**Provided records**
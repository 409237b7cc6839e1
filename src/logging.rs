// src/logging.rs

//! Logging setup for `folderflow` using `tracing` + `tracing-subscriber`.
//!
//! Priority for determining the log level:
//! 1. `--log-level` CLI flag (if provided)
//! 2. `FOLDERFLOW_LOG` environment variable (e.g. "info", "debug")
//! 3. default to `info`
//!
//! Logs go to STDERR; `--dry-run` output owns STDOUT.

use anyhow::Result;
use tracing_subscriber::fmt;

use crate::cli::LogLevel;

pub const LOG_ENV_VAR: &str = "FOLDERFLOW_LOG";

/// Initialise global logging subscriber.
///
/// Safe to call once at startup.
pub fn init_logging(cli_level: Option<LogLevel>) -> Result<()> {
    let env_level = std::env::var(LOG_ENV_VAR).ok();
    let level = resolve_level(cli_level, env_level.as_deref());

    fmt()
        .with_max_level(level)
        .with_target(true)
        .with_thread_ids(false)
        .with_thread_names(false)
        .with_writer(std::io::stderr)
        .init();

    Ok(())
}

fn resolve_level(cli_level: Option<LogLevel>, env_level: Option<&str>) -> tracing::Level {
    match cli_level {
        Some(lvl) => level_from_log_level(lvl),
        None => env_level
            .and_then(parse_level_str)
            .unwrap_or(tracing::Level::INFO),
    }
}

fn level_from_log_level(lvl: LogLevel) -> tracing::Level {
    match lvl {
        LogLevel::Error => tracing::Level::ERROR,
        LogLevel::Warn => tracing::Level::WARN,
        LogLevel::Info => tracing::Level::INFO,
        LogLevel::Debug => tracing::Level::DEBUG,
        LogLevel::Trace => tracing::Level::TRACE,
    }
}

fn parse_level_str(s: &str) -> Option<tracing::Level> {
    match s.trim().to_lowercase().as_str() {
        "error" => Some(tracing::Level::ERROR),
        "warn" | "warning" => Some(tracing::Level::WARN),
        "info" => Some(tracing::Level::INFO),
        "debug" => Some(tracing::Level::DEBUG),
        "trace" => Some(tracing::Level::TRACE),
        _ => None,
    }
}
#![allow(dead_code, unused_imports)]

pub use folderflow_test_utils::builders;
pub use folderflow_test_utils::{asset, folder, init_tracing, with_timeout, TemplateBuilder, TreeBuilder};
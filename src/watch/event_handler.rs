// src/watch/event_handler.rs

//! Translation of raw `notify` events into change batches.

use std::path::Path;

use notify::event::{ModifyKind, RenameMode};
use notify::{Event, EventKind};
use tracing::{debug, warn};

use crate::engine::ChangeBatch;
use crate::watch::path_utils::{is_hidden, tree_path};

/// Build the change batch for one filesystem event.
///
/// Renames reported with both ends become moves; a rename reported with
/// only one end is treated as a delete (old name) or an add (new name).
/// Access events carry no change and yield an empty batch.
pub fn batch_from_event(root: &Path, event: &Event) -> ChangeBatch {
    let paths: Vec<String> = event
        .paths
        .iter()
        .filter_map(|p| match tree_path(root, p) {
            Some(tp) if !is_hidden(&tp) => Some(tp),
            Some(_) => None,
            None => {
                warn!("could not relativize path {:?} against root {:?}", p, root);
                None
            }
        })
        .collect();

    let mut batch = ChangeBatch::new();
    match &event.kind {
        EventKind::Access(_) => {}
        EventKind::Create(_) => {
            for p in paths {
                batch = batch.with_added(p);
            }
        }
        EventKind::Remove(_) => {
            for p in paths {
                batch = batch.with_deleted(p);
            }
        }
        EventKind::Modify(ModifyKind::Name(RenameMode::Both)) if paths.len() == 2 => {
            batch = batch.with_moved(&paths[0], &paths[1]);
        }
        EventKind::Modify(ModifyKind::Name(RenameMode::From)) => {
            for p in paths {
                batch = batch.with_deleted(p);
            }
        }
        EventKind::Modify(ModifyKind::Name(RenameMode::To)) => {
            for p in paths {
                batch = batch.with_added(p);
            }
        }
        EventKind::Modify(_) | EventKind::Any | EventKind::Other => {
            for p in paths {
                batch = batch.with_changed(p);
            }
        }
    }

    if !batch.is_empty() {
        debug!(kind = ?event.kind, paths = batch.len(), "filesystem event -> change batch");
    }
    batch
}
* * *
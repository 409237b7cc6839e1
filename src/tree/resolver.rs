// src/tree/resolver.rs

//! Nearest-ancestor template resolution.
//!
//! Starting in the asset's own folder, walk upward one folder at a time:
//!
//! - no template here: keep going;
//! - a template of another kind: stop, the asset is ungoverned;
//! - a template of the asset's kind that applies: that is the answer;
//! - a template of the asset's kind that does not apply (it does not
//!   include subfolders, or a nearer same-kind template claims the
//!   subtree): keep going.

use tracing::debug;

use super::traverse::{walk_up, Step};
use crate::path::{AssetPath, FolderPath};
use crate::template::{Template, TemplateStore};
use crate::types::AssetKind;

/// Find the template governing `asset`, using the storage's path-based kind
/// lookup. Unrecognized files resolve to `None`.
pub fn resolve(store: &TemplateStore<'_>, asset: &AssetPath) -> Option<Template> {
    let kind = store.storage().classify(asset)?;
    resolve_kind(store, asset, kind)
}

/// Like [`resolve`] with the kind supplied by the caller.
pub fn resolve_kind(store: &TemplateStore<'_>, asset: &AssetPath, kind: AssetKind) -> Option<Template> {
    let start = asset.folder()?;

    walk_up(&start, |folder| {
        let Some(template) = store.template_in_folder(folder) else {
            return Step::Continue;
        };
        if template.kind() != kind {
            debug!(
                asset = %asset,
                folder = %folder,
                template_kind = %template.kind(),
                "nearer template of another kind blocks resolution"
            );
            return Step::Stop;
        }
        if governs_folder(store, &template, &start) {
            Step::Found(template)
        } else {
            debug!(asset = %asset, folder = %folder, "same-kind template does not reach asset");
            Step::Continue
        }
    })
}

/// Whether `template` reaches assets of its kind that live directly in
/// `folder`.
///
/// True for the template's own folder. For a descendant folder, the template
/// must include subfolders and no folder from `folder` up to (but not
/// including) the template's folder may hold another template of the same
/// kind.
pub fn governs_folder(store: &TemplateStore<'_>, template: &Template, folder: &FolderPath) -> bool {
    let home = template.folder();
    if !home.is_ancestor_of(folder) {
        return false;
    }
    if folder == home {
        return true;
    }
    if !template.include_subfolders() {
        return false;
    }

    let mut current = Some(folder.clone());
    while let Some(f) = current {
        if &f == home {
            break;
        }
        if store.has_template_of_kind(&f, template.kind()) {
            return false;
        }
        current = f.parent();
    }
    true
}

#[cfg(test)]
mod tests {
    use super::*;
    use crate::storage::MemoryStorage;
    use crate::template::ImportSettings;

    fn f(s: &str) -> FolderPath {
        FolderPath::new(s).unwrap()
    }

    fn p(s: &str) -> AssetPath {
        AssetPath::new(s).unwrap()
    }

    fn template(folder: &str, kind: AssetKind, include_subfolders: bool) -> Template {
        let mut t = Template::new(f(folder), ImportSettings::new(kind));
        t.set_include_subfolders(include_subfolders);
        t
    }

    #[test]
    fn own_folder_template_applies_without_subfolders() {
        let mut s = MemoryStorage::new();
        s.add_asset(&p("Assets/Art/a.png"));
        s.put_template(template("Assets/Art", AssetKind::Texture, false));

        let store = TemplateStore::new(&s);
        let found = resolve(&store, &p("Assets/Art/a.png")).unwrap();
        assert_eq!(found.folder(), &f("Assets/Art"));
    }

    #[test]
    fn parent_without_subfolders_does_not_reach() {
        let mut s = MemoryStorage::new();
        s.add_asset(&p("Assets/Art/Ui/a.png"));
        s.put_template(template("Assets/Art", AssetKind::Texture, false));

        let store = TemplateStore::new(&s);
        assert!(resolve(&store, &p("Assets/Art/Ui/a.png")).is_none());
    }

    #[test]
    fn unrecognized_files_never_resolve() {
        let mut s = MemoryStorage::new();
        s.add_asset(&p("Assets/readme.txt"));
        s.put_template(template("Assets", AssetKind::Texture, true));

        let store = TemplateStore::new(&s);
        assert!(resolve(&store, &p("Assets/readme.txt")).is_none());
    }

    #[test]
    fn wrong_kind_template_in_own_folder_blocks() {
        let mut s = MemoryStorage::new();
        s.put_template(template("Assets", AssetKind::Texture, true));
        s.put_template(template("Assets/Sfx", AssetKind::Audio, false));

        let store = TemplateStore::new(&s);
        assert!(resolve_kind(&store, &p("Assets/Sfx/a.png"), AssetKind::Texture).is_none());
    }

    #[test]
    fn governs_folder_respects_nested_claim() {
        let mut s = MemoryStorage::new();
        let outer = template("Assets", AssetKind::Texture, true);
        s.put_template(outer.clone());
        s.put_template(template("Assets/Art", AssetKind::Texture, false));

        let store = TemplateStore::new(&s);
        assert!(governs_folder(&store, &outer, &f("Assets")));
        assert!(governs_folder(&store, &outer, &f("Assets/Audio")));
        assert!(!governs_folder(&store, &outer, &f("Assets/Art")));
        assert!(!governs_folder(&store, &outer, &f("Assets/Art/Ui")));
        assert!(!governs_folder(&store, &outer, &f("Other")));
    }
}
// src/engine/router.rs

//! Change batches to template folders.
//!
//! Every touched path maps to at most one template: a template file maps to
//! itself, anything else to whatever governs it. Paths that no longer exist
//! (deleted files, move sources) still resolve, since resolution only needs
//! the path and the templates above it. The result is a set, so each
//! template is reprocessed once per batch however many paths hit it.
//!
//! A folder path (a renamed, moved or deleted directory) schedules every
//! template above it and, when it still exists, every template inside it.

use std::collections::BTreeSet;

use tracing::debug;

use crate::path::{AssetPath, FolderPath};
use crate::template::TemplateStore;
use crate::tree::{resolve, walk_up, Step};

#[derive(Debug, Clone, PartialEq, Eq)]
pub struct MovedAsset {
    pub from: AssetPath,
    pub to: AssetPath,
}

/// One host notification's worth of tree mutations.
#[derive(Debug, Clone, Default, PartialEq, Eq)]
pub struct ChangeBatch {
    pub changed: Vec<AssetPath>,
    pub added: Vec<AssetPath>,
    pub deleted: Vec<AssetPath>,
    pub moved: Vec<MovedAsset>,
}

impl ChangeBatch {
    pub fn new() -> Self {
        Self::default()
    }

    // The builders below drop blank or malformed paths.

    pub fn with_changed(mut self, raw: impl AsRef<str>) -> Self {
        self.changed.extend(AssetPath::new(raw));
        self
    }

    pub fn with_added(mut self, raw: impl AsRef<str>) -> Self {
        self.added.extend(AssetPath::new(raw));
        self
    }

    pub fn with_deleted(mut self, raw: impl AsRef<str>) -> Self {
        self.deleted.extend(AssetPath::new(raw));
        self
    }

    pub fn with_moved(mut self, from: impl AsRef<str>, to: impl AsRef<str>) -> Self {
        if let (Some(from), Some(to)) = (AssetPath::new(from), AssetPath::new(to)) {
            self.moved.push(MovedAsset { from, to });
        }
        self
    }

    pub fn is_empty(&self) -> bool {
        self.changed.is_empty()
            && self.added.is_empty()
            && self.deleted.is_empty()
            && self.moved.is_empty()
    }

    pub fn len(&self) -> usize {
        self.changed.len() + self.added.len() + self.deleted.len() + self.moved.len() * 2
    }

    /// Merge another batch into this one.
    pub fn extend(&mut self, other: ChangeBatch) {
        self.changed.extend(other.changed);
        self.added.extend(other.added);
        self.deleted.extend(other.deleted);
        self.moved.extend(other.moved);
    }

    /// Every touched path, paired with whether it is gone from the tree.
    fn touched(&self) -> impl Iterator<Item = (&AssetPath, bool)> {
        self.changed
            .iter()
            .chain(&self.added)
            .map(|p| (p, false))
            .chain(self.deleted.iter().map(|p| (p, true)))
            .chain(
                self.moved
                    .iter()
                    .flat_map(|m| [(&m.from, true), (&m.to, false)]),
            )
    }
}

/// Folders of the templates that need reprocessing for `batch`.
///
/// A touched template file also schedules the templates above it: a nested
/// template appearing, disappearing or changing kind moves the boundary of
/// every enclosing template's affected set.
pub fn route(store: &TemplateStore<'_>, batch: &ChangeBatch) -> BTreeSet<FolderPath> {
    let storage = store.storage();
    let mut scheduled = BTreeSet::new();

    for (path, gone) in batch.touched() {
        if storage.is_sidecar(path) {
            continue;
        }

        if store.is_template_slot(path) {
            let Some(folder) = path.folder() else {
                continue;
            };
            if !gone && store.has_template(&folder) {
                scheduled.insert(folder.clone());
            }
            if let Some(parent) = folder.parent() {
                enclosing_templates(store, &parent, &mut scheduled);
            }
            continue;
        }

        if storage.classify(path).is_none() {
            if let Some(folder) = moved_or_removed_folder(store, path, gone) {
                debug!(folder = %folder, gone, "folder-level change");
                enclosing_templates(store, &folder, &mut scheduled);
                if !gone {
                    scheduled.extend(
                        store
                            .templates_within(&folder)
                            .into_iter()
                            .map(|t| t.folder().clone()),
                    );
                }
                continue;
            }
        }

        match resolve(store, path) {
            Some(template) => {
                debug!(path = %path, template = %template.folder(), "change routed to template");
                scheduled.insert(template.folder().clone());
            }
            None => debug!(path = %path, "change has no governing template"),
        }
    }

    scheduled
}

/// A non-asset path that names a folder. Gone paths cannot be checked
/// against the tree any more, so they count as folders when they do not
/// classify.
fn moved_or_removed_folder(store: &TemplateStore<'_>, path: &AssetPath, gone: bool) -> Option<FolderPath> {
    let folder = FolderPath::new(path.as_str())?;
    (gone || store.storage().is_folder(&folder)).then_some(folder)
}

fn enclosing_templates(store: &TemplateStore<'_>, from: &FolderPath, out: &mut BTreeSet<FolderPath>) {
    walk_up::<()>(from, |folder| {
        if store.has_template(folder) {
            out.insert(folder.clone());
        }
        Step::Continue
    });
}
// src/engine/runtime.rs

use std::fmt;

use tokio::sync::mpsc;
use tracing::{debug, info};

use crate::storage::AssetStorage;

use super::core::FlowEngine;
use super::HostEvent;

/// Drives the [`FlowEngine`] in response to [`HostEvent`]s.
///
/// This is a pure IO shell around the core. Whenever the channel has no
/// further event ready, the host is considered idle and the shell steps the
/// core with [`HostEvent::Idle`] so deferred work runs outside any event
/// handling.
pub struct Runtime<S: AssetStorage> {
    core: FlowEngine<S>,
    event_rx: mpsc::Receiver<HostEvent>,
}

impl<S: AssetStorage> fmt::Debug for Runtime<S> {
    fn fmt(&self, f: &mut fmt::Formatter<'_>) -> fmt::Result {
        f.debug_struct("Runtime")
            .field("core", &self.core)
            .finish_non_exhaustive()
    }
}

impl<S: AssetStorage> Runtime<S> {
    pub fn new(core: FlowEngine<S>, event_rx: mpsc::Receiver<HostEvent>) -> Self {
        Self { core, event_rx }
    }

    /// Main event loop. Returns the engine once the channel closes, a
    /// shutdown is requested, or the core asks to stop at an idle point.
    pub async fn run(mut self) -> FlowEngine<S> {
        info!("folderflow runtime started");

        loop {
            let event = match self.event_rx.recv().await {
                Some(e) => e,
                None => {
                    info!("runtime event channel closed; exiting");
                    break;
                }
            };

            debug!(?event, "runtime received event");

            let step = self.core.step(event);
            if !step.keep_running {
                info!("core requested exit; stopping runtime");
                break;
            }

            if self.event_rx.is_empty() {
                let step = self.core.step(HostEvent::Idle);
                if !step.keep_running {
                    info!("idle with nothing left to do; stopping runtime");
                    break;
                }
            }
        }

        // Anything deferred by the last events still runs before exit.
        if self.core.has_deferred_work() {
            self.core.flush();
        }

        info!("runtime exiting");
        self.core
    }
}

**Activity**
Which lines of the data contain the string "current"? Copy each one.

**Response to the exercise**
    let mut current = Some(folder.clone());
    while let Some(f) = current {
        current = f.parent();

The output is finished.